Official Everybody Edits Forums

Do you think I could just leave this part blank and it'd be okay? We're just going to replace the whole thing with a header image anyway, right?

You are not logged in.

#1 2017-11-11 20:34:02, last edited by Tomahawk (2017-11-12 01:57:14)

Tomahawk
Forum Mod
From: UK
Joined: 2015-02-18
Posts: 2,848

[Challenge] World string

Ohai. This subforum seemed kinda dead, so I saw Zoey's post about a world string and thought it might be an interesting StackOverflow-esque challenge, if anyone's still interested in bots.

Task:
Design a serialiser (a world-saver encoding) that can store all the blocks in a world in one line, in as few characters as possible.

If you can code, write the code that would encode and then decode + draw that world string.
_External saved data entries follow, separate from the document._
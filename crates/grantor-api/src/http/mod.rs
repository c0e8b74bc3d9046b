//! HTTP REST API endpoints.
//!
//! Implements the permissions management REST API using Axum.
//!
//! # Endpoints
//!
//! | Endpoint | Method | Description |
//! |----------|--------|-------------|
//! | `/groups` | POST | Create group |
//! | `/groups` | GET | List groups |
//! | `/groups/{uuid}` | GET | Get group |
//! | `/groups/{uuid}` | DELETE | Delete group (cascades) |
//! | `/groups/{uuid}/members` | POST | Add member group |
//! | `/groups/{uuid}/permissions` | POST | Grant permission to group |
//! | `/groups/{uuid}/permissions` | GET | Effective group permissions |
//! | `/groups/{uuid}/permissions/revoke` | POST | Revoke permission from group |
//! | `/users/{user_id}/permissions` | POST | Grant permission to user |
//! | `/users/{user_id}/permissions/revoke` | POST | Revoke permission from user |
//! | `/my/permissions` | GET | Caller's effective permissions |
//!
//! The caller's identity is read from the `x-user-id` header.

pub mod routes;
pub mod state;

pub use routes::{create_router, create_router_with_body_limit, DEFAULT_BODY_LIMIT};
pub use state::AppState;
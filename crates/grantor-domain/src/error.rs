//! Domain error types for permission operations.

use thiserror::Error;

/// Domain-specific errors for permission operations.
#[derive(Debug, Error)]
pub enum DomainError {
    /// Referenced group does not exist.
    #[error("group not found: {uuid}")]
    GroupNotFound { uuid: String },

    /// A grant's target resource does not exist or cannot be validated.
    #[error("target not found: {resource_type} {resource_id}")]
    TargetNotFound {
        resource_type: String,
        resource_id: String,
    },

    /// Caller is not authorized for the requested operation.
    #[error("permission denied: {message}")]
    PermissionDenied { message: String },

    /// Traversal visited more groups than the configured bound allows.
    #[error("traversal limit exceeded (max: {max_visited})")]
    TraversalLimitExceeded { max_visited: usize },

    /// Invalid input.
    #[error("invalid input: {message}")]
    InvalidInput { message: String },

    /// Unexpected internal error.
    #[error("internal error: {message}")]
    Internal { message: String },
}

/// Result type for domain operations.
pub type DomainResult<T> = Result<T, DomainError>;
//! grantor-api: HTTP API and service facade
//!
//! This crate provides the outer layer of the grantor permissions service:
//! - The `AuthorizationService` facade composing storage and resolution
//! - HTTP REST endpoints via Axum
//! - Server configuration and structured logging
//!
//! # Architecture
//!
//! ```text
//! ┌─────────────────────────────────────────────┐
//! │                grantor-api                   │
//! ├─────────────────────────────────────────────┤
//! │  service.rs    - AuthorizationService facade │
//! │  http/         - HTTP REST endpoints         │
//! │  adapters.rs   - storage-to-domain bridges   │
//! │  config.rs     - server configuration        │
//! │  observability - structured logging          │
//! └─────────────────────────────────────────────┘
//! ```

pub mod adapters;
pub mod config;
pub mod http;
pub mod observability;
pub mod service;

pub use config::ServerConfig;
pub use service::{AccessPolicy, AuthorizationService, Group};
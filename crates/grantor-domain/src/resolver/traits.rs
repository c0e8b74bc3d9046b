//! Traits for storage operations needed by the resolver.

use async_trait::async_trait;

use crate::error::DomainResult;
use crate::model::Permission;

/// Trait for membership-graph reads needed by the resolver.
#[async_trait]
pub trait MembershipReader: Send + Sync {
    /// Returns the containers the member belongs to, in insertion order.
    /// The member may be a group uuid or a user id.
    async fn containers_of(&self, member_id: &str) -> DomainResult<Vec<String>>;

    /// Checks if a group exists.
    async fn group_exists(&self, uuid: &str) -> DomainResult<bool>;
}

/// Trait for grant reads needed by the resolver.
#[async_trait]
pub trait GrantReader: Send + Sync {
    /// Returns a group's direct grants in insertion order.
    /// Groups with no grants yield an empty list.
    async fn grants_for_group(&self, uuid: &str) -> DomainResult<Vec<Permission>>;

    /// Returns a user's direct grants in insertion order.
    async fn grants_for_user(&self, user_id: &str) -> DomainResult<Vec<Permission>>;
}
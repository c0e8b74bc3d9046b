//! Observability: structured logging.

pub mod logging;

pub use logging::{init_logging, LoggingConfig};
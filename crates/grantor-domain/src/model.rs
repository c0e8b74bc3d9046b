//! Permission and principal value types.

use serde::{Deserialize, Serialize};

/// Resource type under which groups are addressable as grant targets.
pub const RESOURCE_TYPE_GROUP: &str = "GROUP";

/// Key under which a caller's own direct grants appear in a
/// my-permissions response.
pub const SELF_KEY: &str = "";

/// A permission: an opaque (action, resource_type, resource_id) tuple.
///
/// Two permissions with identical fields are interchangeable; the store does
/// not interpret action names (e.g. ADMIN vs WRITE) beyond equality.
#[derive(Debug, Clone, PartialEq, Eq, Hash, Serialize, Deserialize)]
pub struct Permission {
    pub action: String,
    pub resource_type: String,
    pub resource_id: String,
}

impl Permission {
    pub fn new(
        action: impl Into<String>,
        resource_type: impl Into<String>,
        resource_id: impl Into<String>,
    ) -> Self {
        Self {
            action: action.into(),
            resource_type: resource_type.into(),
            resource_id: resource_id.into(),
        }
    }

    /// Shorthand for a permission targeting a group.
    pub fn on_group(action: impl Into<String>, group_uuid: impl Into<String>) -> Self {
        Self::new(action, RESOURCE_TYPE_GROUP, group_uuid)
    }
}

impl std::fmt::Display for Permission {
    fn fmt(&self, f: &mut std::fmt::Formatter<'_>) -> std::fmt::Result {
        write!(
            f,
            "{} {} {}",
            self.action, self.resource_type, self.resource_id
        )
    }
}

/// The starting point of a permission resolution.
#[derive(Debug, Clone, PartialEq, Eq)]
pub enum Principal {
    /// A free-form user identifier.
    User(String),
    /// A group, by uuid.
    Group(String),
}

impl Principal {
    pub fn user(id: impl Into<String>) -> Self {
        Self::User(id.into())
    }

    pub fn group(uuid: impl Into<String>) -> Self {
        Self::Group(uuid.into())
    }

    /// Returns the principal id without the type discriminant.
    pub fn id(&self) -> &str {
        match self {
            Principal::User(id) => id,
            Principal::Group(uuid) => uuid,
        }
    }
}
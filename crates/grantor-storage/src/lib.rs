//! grantor-storage: Storage abstraction layer
//!
//! This crate provides the storage abstraction for grantor, including:
//! - AuthStore trait for group, membership and grant operations
//! - In-memory implementation
//!
//! # Architecture
//!
//! ```text
//! ┌─────────────────────────────────────────────┐
//! │              grantor-storage                 │
//! ├─────────────────────────────────────────────┤
//! │  traits.rs   - AuthStore trait definition   │
//! │  memory.rs   - In-memory implementation     │
//! └─────────────────────────────────────────────┘
//! ```

pub mod error;
pub mod memory;
pub mod traits;

// Re-export commonly used types
pub use error::{StorageError, StorageResult};
pub use memory::MemoryAuthStore;
pub use traits::{
    AuthStore, GranteeRef, GroupRecord, HealthStatus, StoredGrant, RESOURCE_TYPE_GROUP,
};
/// Where a context is in its lifecycle.
#[derive(Debug, Clone, Copy, PartialEq, Eq)]
#[cfg_attr(feature = "defmt", derive(defmt::Format))]
pub enum State {
    /// Created, not yet initialised.
    Idle,
    /// URL parsed and host resolved; no socket yet.
    Ready,
    /// Opening and connecting the socket.
    Connecting,
    /// Protocol exchange in progress.
    Requesting,
    /// The exchange completed.
    Done,
    /// A stage failed; see [`RequestContext::last_error`].
    Failed,
}

/// Configuration, connection state and results of one request.
///
/// `S` is the host stack's socket type. The context owns the socket
/// exclusively while a request is in flight and always closes it before
/// `execute` returns.
pub struct RequestContext<'a, S> {
    config: Config,
    state: State,
    socket: Option<S>,
    address: Option<Ipv4Addr>,
    url: Option<UrlFields>,
    method: Option<Method>,
    callback: Option<ResponseCallback<'a>>,
    recv_buf: [u8; RECV_BUFFER_CAPACITY],
    recv_len: usize,
    payload: [u8; PAYLOAD_CAPACITY],
    payload_len: usize,
    protocol: String<PROTOCOL_CAPACITY>,
    headers: &'a [&'a str],
    credentials: Option<String<CREDENTIALS_CAPACITY>>,
    verify_host: bool,
    verify_peer: bool,
    outcome: Outcome,
    last_error: Option<Error>,
}

impl<S> Default for RequestContext<'_, S> {
    fn default() -> Self {
        Self::new()
    }
}
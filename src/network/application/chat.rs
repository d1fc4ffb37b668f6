//! Chat-completion client over the request pipeline.
//!
//! Posts a single user message to an OpenAI-style `chat/completions`
//! endpoint and returns the first choice's content. The request body is
//! serialised and the response parsed with `serde-json-core`, so nothing is
//! allocated: the response body is collected into a fixed buffer of
//! [`RESPONSE_CAPACITY`] bytes.

#![deny(unsafe_code)]

use core::fmt::Write as _;

use heapless::{String, Vec};
use serde::{Deserialize, Serialize};

use crate::config::PAYLOAD_CAPACITY;
use crate::network::Stack;
use crate::network::application::http::{FinalCall, Method, Response};
use crate::network::application::requests::{
    self, Outcome, RequestContext, RequestOption,
};

/// Maximum length of the returned answer.
pub const ANSWER_CAPACITY: usize = 512;
/// Maximum size of the collected response body.
pub const RESPONSE_CAPACITY: usize = 2048;
/// Maximum length of the bearer token.
pub const TOKEN_CAPACITY: usize = 160;

const AUTHORIZATION_CAPACITY: usize = TOKEN_CAPACITY + 24;

/// One chat message.
#[derive(Debug, Clone, Copy, PartialEq, Eq, Serialize, Deserialize)]
pub struct ChatMessage<'a> {
    /// `system`, `user` or `assistant`
    #[serde(borrow)]
    pub role: &'a str,
    /// Message text
    #[serde(borrow)]
    pub content: &'a str,
}

/// Request body of a chat completion.
#[derive(Debug, Clone, Copy, Serialize)]
pub struct ChatRequest<'a> {
    /// Model identifier
    pub model: &'a str,
    /// Conversation so far
    pub messages: &'a [ChatMessage<'a>],
}

/// The fields of a completion response this client reads.
#[derive(Debug, Deserialize)]
pub struct ChatCompletion {
    /// Candidate answers
    pub choices: Vec<Choice, 4>,
}

/// One candidate answer.
#[derive(Debug, Deserialize)]
pub struct Choice {
    /// The generated message
    pub message: AnswerMessage,
}

/// The generated message, unescaped.
#[derive(Debug, Deserialize)]
pub struct AnswerMessage {
    /// Message text
    pub content: String<ANSWER_CAPACITY>,
}

/// Error types for chat operations
#[derive(Debug, Clone, Copy, PartialEq, Eq)]
pub enum ChatError {
    /// The request pipeline failed.
    Request(requests::Error),
    /// The server answered with a non-2xx status.
    Status(u16),
    /// Body, header or answer does not fit its buffer.
    BufferOverflow,
    /// The response is not a chat completion.
    ParseError,
    /// The completion has no choices.
    EmptyAnswer,
}

impl ChatError {
    /// Negative errno-style code.
    pub const fn code(&self) -> i32 {
        match self {
            ChatError::Request(err) => err.code(),
            ChatError::Status(_) => -5,       // EIO
            ChatError::BufferOverflow => -105, // ENOBUFS
            ChatError::ParseError => -74,     // EBADMSG
            ChatError::EmptyAnswer => -61,    // ENODATA
        }
    }
}

impl From<requests::Error> for ChatError {
    fn from(err: requests::Error) -> Self {
        ChatError::Request(err)
    }
}

impl core::fmt::Display for ChatError {
    fn fmt(&self, f: &mut core::fmt::Formatter<'_>) -> core::fmt::Result {
        match self {
            ChatError::Request(err) => write!(f, "request failed: {}", err),
            ChatError::Status(code) => write!(f, "HTTP status {}", code),
            ChatError::BufferOverflow => write!(f, "buffer overflow"),
            ChatError::ParseError => write!(f, "malformed completion"),
            ChatError::EmptyAnswer => write!(f, "completion has no choices"),
        }
    }
}

#[cfg(feature = "std")]
impl std::error::Error for ChatError {}

#[cfg(feature = "defmt")]
impl defmt::Format for ChatError {
    fn format(&self, f: defmt::Formatter) {
        match self {
            ChatError::Request(err) => defmt::write!(f, "Request({})", err),
            ChatError::Status(code) => defmt::write!(f, "Status({})", code),
            ChatError::BufferOverflow => defmt::write!(f, "BufferOverflow"),
            ChatError::ParseError => defmt::write!(f, "ParseError"),
            ChatError::EmptyAnswer => defmt::write!(f, "EmptyAnswer"),
        }
    }
}

/// Serialise the request body for `prompt` into `buf`.
pub fn encode_request(model: &str, prompt: &str, buf: &mut [u8]) -> Result<usize, ChatError> {
    let messages = [ChatMessage {
        role: "user",
        content: prompt,
    }];
    let request = ChatRequest {
        model,
        messages: &messages,
    };
    serde_json_core::to_slice(&request, buf).map_err(|_| ChatError::BufferOverflow)
}

/// Extract the first choice's content from a completion body.
///
/// JSON escapes in the content are decoded.
pub fn parse_answer(body: &[u8]) -> Result<String<ANSWER_CAPACITY>, ChatError> {
    let mut scratch = [0u8; ANSWER_CAPACITY];
    let (completion, _): (ChatCompletion, _) =
        serde_json_core::from_slice_escaped(body, &mut scratch).map_err(|err| match err {
            serde_json_core::de::Error::EscapedStringIsTooLong => ChatError::BufferOverflow,
            _ => ChatError::ParseError,
        })?;
    completion
        .choices
        .into_iter()
        .next()
        .map(|choice| choice.message.content)
        .ok_or(ChatError::EmptyAnswer)
}

/// Ask `model` at `endpoint` a single question.
pub fn ask<S>(
    stack: &mut S,
    endpoint: &str,
    token: &str,
    model: &str,
    prompt: &str,
) -> Result<String<ANSWER_CAPACITY>, ChatError>
where
    S: Stack + ?Sized,
{
    let mut payload = [0u8; PAYLOAD_CAPACITY];
    let payload_len = encode_request(model, prompt, &mut payload)?;
    if payload_len >= PAYLOAD_CAPACITY {
        return Err(ChatError::BufferOverflow);
    }

    let mut authorization: String<AUTHORIZATION_CAPACITY> = String::new();
    write!(authorization, "Authorization: Bearer {}\r\n", token)
        .map_err(|_| ChatError::BufferOverflow)?;
    let headers = [
        "User-Agent: curl/7.81.0\r\n",
        "Accept: */*\r\n",
        "Content-Type: application/json\r\n",
        authorization.as_str(),
    ];

    let mut body: Vec<u8, RESPONSE_CAPACITY> = Vec::new();
    let mut overflow = false;
    let mut collect = |response: &Response<'_>, _: FinalCall, outcome: &mut Outcome| {
        outcome.status_code = response.http_status_code;
        if body.extend_from_slice(response.body_fragment).is_err() {
            overflow = true;
        }
    };

    let status = {
        let mut ctx = RequestContext::new();
        ctx.init(stack, endpoint)?;
        ctx.set_option(RequestOption::Headers(&headers));
        ctx.set_option(RequestOption::ProtocolVersion("HTTP/1.1"));
        ctx.set_option(RequestOption::ResponseCallback(&mut collect));
        ctx.set_option(RequestOption::PayloadBody(&payload[..payload_len]));
        ctx.execute(stack, Method::Post)?;
        ctx.status_code()
    };

    if !(200..300).contains(&status) {
        warn!("Chat completion failed with status {}", status);
        return Err(ChatError::Status(status));
    }
    if overflow {
        return Err(ChatError::BufferOverflow);
    }

    parse_answer(&body)
}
Don't post it yet though, so people don't copy.

Rules:
1. The string must contain no whitespace - no spaces, no tabs, no newlines; just black on white with nothing in between;
2. The string must contain the world size;
3. The string must work on all/most/many computers - i.e. don't design a Base-512 encoding with lots of Chinese characters that other players can't even render. None of this: ▯▯▯▯
4. The encoding must ofc work on all world sizes;
5. The encoding must work for all blocks. Switches, world portals, signs, mod text, everything;
6. You must be able to decode the string in a realistic amount of time. Say 3 mins tops.

Testing:
The following levels have been chosen to provide fair and unfair representations of EE worlds. The best encoding is the one that requires the fewest total characters for these worlds.

1. Empty world: PWW9KtOqWFcEI

Image

In theory, an empty world (or a world with just the default border) should generate the shortest world string. (Hint: do you even need to encode the blocks into the string for a world like this??)

2. 200 lava minigames: PWKK8zFHH8bEI

Image

A popular minigame level with lots of repeated blocks. (Hint: can you optimise the world string for a world with few special blocks?)

3. Tutorial #1: PWL17t1R6bbUI

Image

It's not the original, but it's another opportunity to really compress that string. And it's got mod text!

4. Most of the blocks: PWtVBnyNUobEI

Image

You have no idea how long this took to make. It might not have every single block, but it'll make one helluva world string. Probably the worst-case scenario in a challenge like this.

Notes:
A good encoding must compress the data while eliminating as much redundancy as possible. The baseline for comparison, I suppose, would be EE's own serialiser - if it were shoehorned into one line and the whitespace removed. Obviously it's the serialised "init" data that you'll be compressing (or the BigDB data if you're really showing off), so a world string that's longer than that would be pretty unimpressive.

Can you do better?

Post your world strings below with their lengths. If you post all 4 together they must be generated using the same code. You don't have to do encode all 4 worlds at once, but you should give a general overview (without giving too much away) of how your encoding works.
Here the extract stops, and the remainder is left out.